I don’t think the people who experienced Jesus’ miracles left them “uncertain because they don’t know when one will come.” That doesn’t make sense because it doesn’t follow that something extraordinary that happens occasionally should breed uncertainty. In fact, it makes the case for the certainty of God’s existence and love.
I was not saying that extreme uncertainty would be the result of performing miracles, I was saying that if something happens every time, such as the seas being kept calm, then there is actually slightly less certainty about that than about something where God sometimes performs miracles and sometimes does not. There certainly would not be more uncertainty as tonyrey was arguing.
That’s how His creation was before the Original Sin.
Okay, but why would God set things up so that the actions of Adam and Eve would cause future generations to suffer unless there was some good that would come from this suffering?
God created angels before men. Both have free will. He’s just dealing with the fallout from sin. That proves His benevolence. He could have condemned all of humanity. Instead He sent His Beloved Son to save us, because He loves us so desperately. Hard to comprehend, isn’t it?

Blessings,
4
I understand that God created angels before man and that both angels and men have free will. But you still haven’t shown that there are any problems with my argument that God would only have made Satan as powerful as he did if in the end, Satan would do more good than harm:

Why would an omniscient and omnipotent God, knowing what Satan would do, have created the angels such that their free will extended to the earthly realm (instead of just the spiritual realm)? God could have done all the good that they do himself with none of the evil. Free will does not entail omnipotence, or else God would be out of a job, and there are always some limits on what we are physically capable of doing. No matter how much I want to, I cannot make Jupiter disappear. So there is no reason that an omniscient God would have made Satan so powerful, unless a greater good would come of it.
 
Would you consider murder a sin? Theft? Adultery? Sinful acts we do hurt not only others but also ourselves. We are joyful when goodness abounds. But we are sad at the prospect of evil. Doesn’t this tell you that we are made for goodness, for Goodness Himself?

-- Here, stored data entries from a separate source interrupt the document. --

//! JSONL event replay.
//!
//! One JSON object per line; files replay in filename order and lines
//! in file order, reproducing the total delivery order the projections
//! assume. Each record carries the envelope context inline and tags its
//! payload with the emitting contract family (`pot`, `power`, `miner`).

use anyhow::{Context, Result};
use luckypot::etl::{Envelope, EventContext, MultiProjection, TypedBody};
use luckypot_common::{Address, TxHash};
use luckypot_pot::PotEvent;
use luckypot_power::{MinerEvent, PowerEvent};
use luckypot_store::Store;
use serde::Deserialize;
use std::fs;
use std::io::{BufRead, BufReader};
use std::path::{Path, PathBuf};

#[derive(Debug, Deserialize)]
#[serde(tag = "source", rename_all = "snake_case")]
enum ReplayEvent {
    Pot(PotEvent),
    Power(PowerEvent),
    Miner(MinerEvent),
}

/// One replayable event as serialized in the feed files.
#[derive(Debug, Deserialize)]
struct ReplayRecord {
    #[serde(default)]
    id: Option<String>,
    contract: Address,
    tx_hash: TxHash,
    block_number: u64,
    block_timestamp: u64,
    #[serde(default)]
    log_index: u32,
    event: ReplayEvent,
}

impl ReplayRecord {
    fn into_envelope(self) -> Envelope {
        // Fall back to the feed's natural id, tx hash plus log index
        let id = self.id.unwrap_or_else(|| {
            format!(
                "0x{}:{}",
                hex::encode(self.tx_hash.as_bytes()),
                self.log_index
            )
        });
        let context = EventContext {
            contract: self.contract,
            tx_hash: self.tx_hash,
            block_number: self.block_number,
            block_timestamp: self.block_timestamp,
            log_index: self.log_index,
        };
        let body: Box<dyn TypedBody> = match self.event {
            ReplayEvent::Pot(event) => Box::new(event),
            ReplayEvent::Power(event) => Box::new(event),
            ReplayEvent::Miner(event) => Box::new(event),
        };
        Envelope::new(id, body, context)
    }
}

/// Replay every `.jsonl` file under `dir`, filtered to `contracts` when
/// the list is non-empty. Returns the number of events applied.
pub async fn replay_dir(
    projections: &MultiProjection,
    dir: &Path,
    contracts: &[Address],
) -> Result<u64> {
    let mut files: Vec<PathBuf> = fs::read_dir(dir)
        .with_context(|| format!("reading events directory {}", dir.display()))?
        .filter_map(|entry| entry.ok().map(|e| e.path()))
        .filter(|path| path.extension().is_some_and(|ext| ext == "jsonl"))
        .collect();
    files.sort();

    let mut applied = 0u64;
    for path in &files {
        applied += replay_file(projections, path, contracts).await?;
    }
    Ok(applied)
}

async fn replay_file(
    projections: &MultiProjection,
    path: &Path,
    contracts: &[Address],
) -> Result<u64> {
    let file = fs::File::open(path).with_context(|| format!("opening {}", path.display()))?;
    let mut applied = 0u64;
    for (index, line) in BufReader::new(file).lines().enumerate() {
        let line = line.with_context(|| format!("reading {}", path.display()))?;
        if line.trim().is_empty() {
            continue;
        }
        let record: ReplayRecord = match serde_json::from_str(&line) {
            Ok(record) => record,
            Err(e) => {
                tracing::error!(
                    target: "luckypot_indexer::replay",
                    file = %path.display(),
                    line = index + 1,
                    error = %e,
                    "Skipping malformed event record"
                );
                continue;
            }
        };
        if !contracts.is_empty() && !contracts.contains(&record.contract) {
            continue;
        }
        projections.apply(&record.into_envelope()).await?;
        applied += 1;
    }

    tracing::debug!(
        target: "luckypot_indexer::replay",
        file = %path.display(),
        applied,
        "Replayed file"
    );
    Ok(applied)
}

/// Feed fetched metadata documents to the metadata ingester, one file
/// per CID (the file stem). Returns the number of documents processed;
/// non-JSON documents count as processed but store nothing.
pub fn ingest_metadata_dir(store: &Store, dir: &Path) -> Result<u64> {
    let mut paths: Vec<PathBuf> = fs::read_dir(dir)
        .with_context(|| format!("reading metadata directory {}", dir.display()))?
        .filter_map(|entry| entry.ok().map(|e| e.path()))
        .filter(|path| path.is_file())
        .collect();
    paths.sort();

    let mut processed = 0u64;
    for path in &paths {
        let Some(cid) = path.file_stem().and_then(|stem| stem.to_str()) else {
            continue;
        };
        let content = fs::read(path).with_context(|| format!("reading {}", path.display()))?;
        luckypot_metadata::ingest(store, cid, &content)?;
        processed += 1;
    }
    Ok(processed)
}

#[cfg(test)]
mod tests {
    use super::*;
    use crate::chain::{ChainSnapshot, SnapshotChainReader};
    use luckypot::etl::{Projection, TypeId};
    use luckypot_pot::PotProjection;
    use luckypot_store::PotStatus;
    use std::sync::Arc;

    const CONTRACT: &str = "0x00000000000000000000000000000000000000b0";
    const FUNDER: &str = "0x00000000000000000000000000000000000000f0";
    const USER: &str = "0x00000000000000000000000000000000000000a1";
    const TX1: &str = "0x0000000000000000000000000000000000000000000000000000000000000001";
    const TX2: &str = "0x0000000000000000000000000000000000000000000000000000000000000002";
    const TX3: &str = "0x0000000000000000000000000000000000000000000000000000000000000003";

    fn created_line() -> String {
        format!(
            r#"{{"contract":"{CONTRACT}","tx_hash":"{TX1}","block_number":1,"block_timestamp":1700000001,"event":{{"source":"pot","type":"created","pot_id":1,"funder":"{FUNDER}"}}}}"#
        )
    }

    fn ticket_line() -> String {
        format!(
            r#"{{"contract":"{CONTRACT}","tx_hash":"{TX2}","block_number":2,"block_timestamp":1700000002,"event":{{"source":"pot","type":"ticket_created","pot_id":1,"user":"{USER}","ticket_id":1,"num":"0x1","current_size":"0x1","use_powers":"0x0","note":""}}}}"#
        )
    }

    fn closed_line() -> String {
        format!(
            r#"{{"contract":"{CONTRACT}","tx_hash":"{TX3}","block_number":3,"block_timestamp":1700000003,"event":{{"source":"pot","type":"closed","pot_id":1,"caller":"{FUNDER}","total_tickets":"0x5"}}}}"#
        )
    }

    fn snapshot() -> SnapshotChainReader {
        let raw = format!(
            r#"{{
                "pots": [{{
                    "contract": "{CONTRACT}",
                    "pot_id": 1,
                    "status": 2,
                    "prize_token": "0x0000000000000000000000000000000000000000",
                    "prize_amount": "0x1bc16d674ec80000",
                    "power_token": "0x0000000000000000000000000000000000002000",
                    "power_unit": "0xde0b6b3a7640000",
                    "sponsor_amount": "0x0",
                    "start_time": 1700000000,
                    "end_time": 1700086400,
                    "max_per_user": "0xa",
                    "total_tickets": "0x5",
                    "use_sqrt_tickets": false,
                    "note": ""
                }}]
            }}"#
        );
        let parsed: ChainSnapshot = serde_json::from_str(&raw).unwrap();
        SnapshotChainReader::from_snapshot(parsed)
    }

    #[test]
    fn test_record_routes_pot_events() {
        let record: ReplayRecord = serde_json::from_str(&created_line()).unwrap();
        let envelope = record.into_envelope();
        assert_eq!(envelope.type_id, TypeId::new("pot.created"));
        assert_eq!(envelope.context.block_timestamp, 1_700_000_001);
        assert_eq!(envelope.context.contract, Address::from_low_u64_be(0xb0));
        // No explicit id: tx hash and log index form one
        assert_eq!(envelope.id, format!("{TX1}:0"));

        let Some(PotEvent::Created { pot_id, funder }) = envelope.downcast_ref::<PotEvent>() else {
            panic!("expected a pot created event");
        };
        assert_eq!(*pot_id, 1);
        assert_eq!(*funder, Address::from_low_u64_be(0xf0));
    }

    #[test]
    fn test_record_routes_power_and_miner_events() {
        let power_line = format!(
            r#"{{"contract":"{CONTRACT}","tx_hash":"{TX1}","block_number":1,"block_timestamp":1700000001,"event":{{"source":"power","type":"credited","user":"{USER}","token":"0x0000000000000000000000000000000000001000","amount":"0x64"}}}}"#
        );
        let record: ReplayRecord = serde_json::from_str(&power_line).unwrap();
        let envelope = record.into_envelope();
        assert_eq!(envelope.type_id, TypeId::new("power.credited"));
        assert!(envelope.downcast_ref::<PowerEvent>().is_some());

        let miner_line = format!(
            r#"{{"contract":"{CONTRACT}","tx_hash":"{TX1}","block_number":1,"block_timestamp":1700000001,"log_index":2,"event":{{"source":"miner","type":"locked","user":"{USER}","token":"0x0000000000000000000000000000000000001000","amount":"0x64","unlock_time":1800000000,"powers":"0x5","lock_index":3}}}}"#
        );
        let record: ReplayRecord = serde_json::from_str(&miner_line).unwrap();
        let envelope = record.into_envelope();
        assert_eq!(envelope.type_id, TypeId::new("miner.locked"));
        assert_eq!(envelope.id, format!("{TX1}:2"));
        assert!(envelope.downcast_ref::<MinerEvent>().is_some());
    }

    #[tokio::test]
    async fn test_replay_dir_feeds_projections_in_order() {
        let dir = tempfile::tempdir().unwrap();
        fs::write(
            dir.path().join("001_pots.jsonl"),
            format!("{}\n{}\n", created_line(), ticket_line()),
        )
        .unwrap();
        // A malformed line is skipped, the rest of the file still applies
        fs::write(
            dir.path().join("002_close.jsonl"),
            format!("not json\n\n{}\n", closed_line()),
        )
        .unwrap();
        fs::write(dir.path().join("README.txt"), "not an event file").unwrap();

        let store = Store::new(":memory:").unwrap();
        let chain = Arc::new(snapshot());
        let projections: Vec<Arc<dyn Projection>> =
            vec![Arc::new(PotProjection::new(store.clone(), chain))];
        let multi = MultiProjection::new(projections);

        let applied = replay_dir(&multi, dir.path(), &[]).await.unwrap();
        assert_eq!(applied, 3);

        let pot = store.get_pot(1).unwrap().unwrap();
        assert_eq!(pot.status, PotStatus::Closed);
        assert_eq!(pot.participants, 1);
        // The close handler re-read the authoritative ticket count
        assert_eq!(pot.total_tickets, luckypot_common::U256::from(5u64));
        assert_eq!(pot.title, "2 BNB");
        assert!(store.get_ticket(1, 1).unwrap().is_some());
    }

    #[tokio::test]
    async fn test_contract_filter_skips_foreign_events() {
        let dir = tempfile::tempdir().unwrap();
        fs::write(
            dir.path().join("001_pots.jsonl"),
            format!("{}\n", created_line()),
        )
        .unwrap();

        let store = Store::new(":memory:").unwrap();
        let chain = Arc::new(snapshot());
        let projections: Vec<Arc<dyn Projection>> =
            vec![Arc::new(PotProjection::new(store.clone(), chain))];
        let multi = MultiProjection::new(projections);

        let only = [Address::from_low_u64_be(0xdead)];
        let applied = replay_dir(&multi, dir.path(), &only).await.unwrap();
        assert_eq!(applied, 0);
        assert!(store.get_pot(1).unwrap().is_none());
    }

    #[test]
    fn test_ingest_metadata_dir_keys_by_file_stem() {
        let dir = tempfile::tempdir().unwrap();
        fs::write(dir.path().join("QmPotNote.json"), br#"{"name":"Pot"}"#).unwrap();
        fs::write(dir.path().join("notes.txt"), b"not metadata").unwrap();

        let store = Store::new(":memory:").unwrap();
        let processed = ingest_metadata_dir(&store, dir.path()).unwrap();
        assert_eq!(processed, 2);

        let record = store.get_token_metadata("QmPotNote").unwrap().unwrap();
        assert_eq!(record.name, "Pot");
        assert!(store.get_token_metadata("notes").unwrap().is_none());
    }
}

Do you actually believe God makes us to be mean? Are you mean? Change the word “mean” to “sinful.” We surely can be mean; we can be sinful. God is making the crooked lines straight if we trust Him and invite Him into our lives. Try it, in all sincerity.
God never fails us. 👍
If you define 'sin as “a morally bad act, an act not in accord with reason informed by the Divine law” (newadvent.org/cathen/14004b.htm), then I don’t believe that any of those things are sins because I do not think there is any such thing as a God-given divine law. I don’t believe in God, so I don’t believe that God makes us to be mean. However, if God did exist, I’m sure there is a way he could have wired our brains to make us slightly less quick tempered.
 
God shows himself to have a quick temper so why should we be immune from such if we are created in his image and likeness?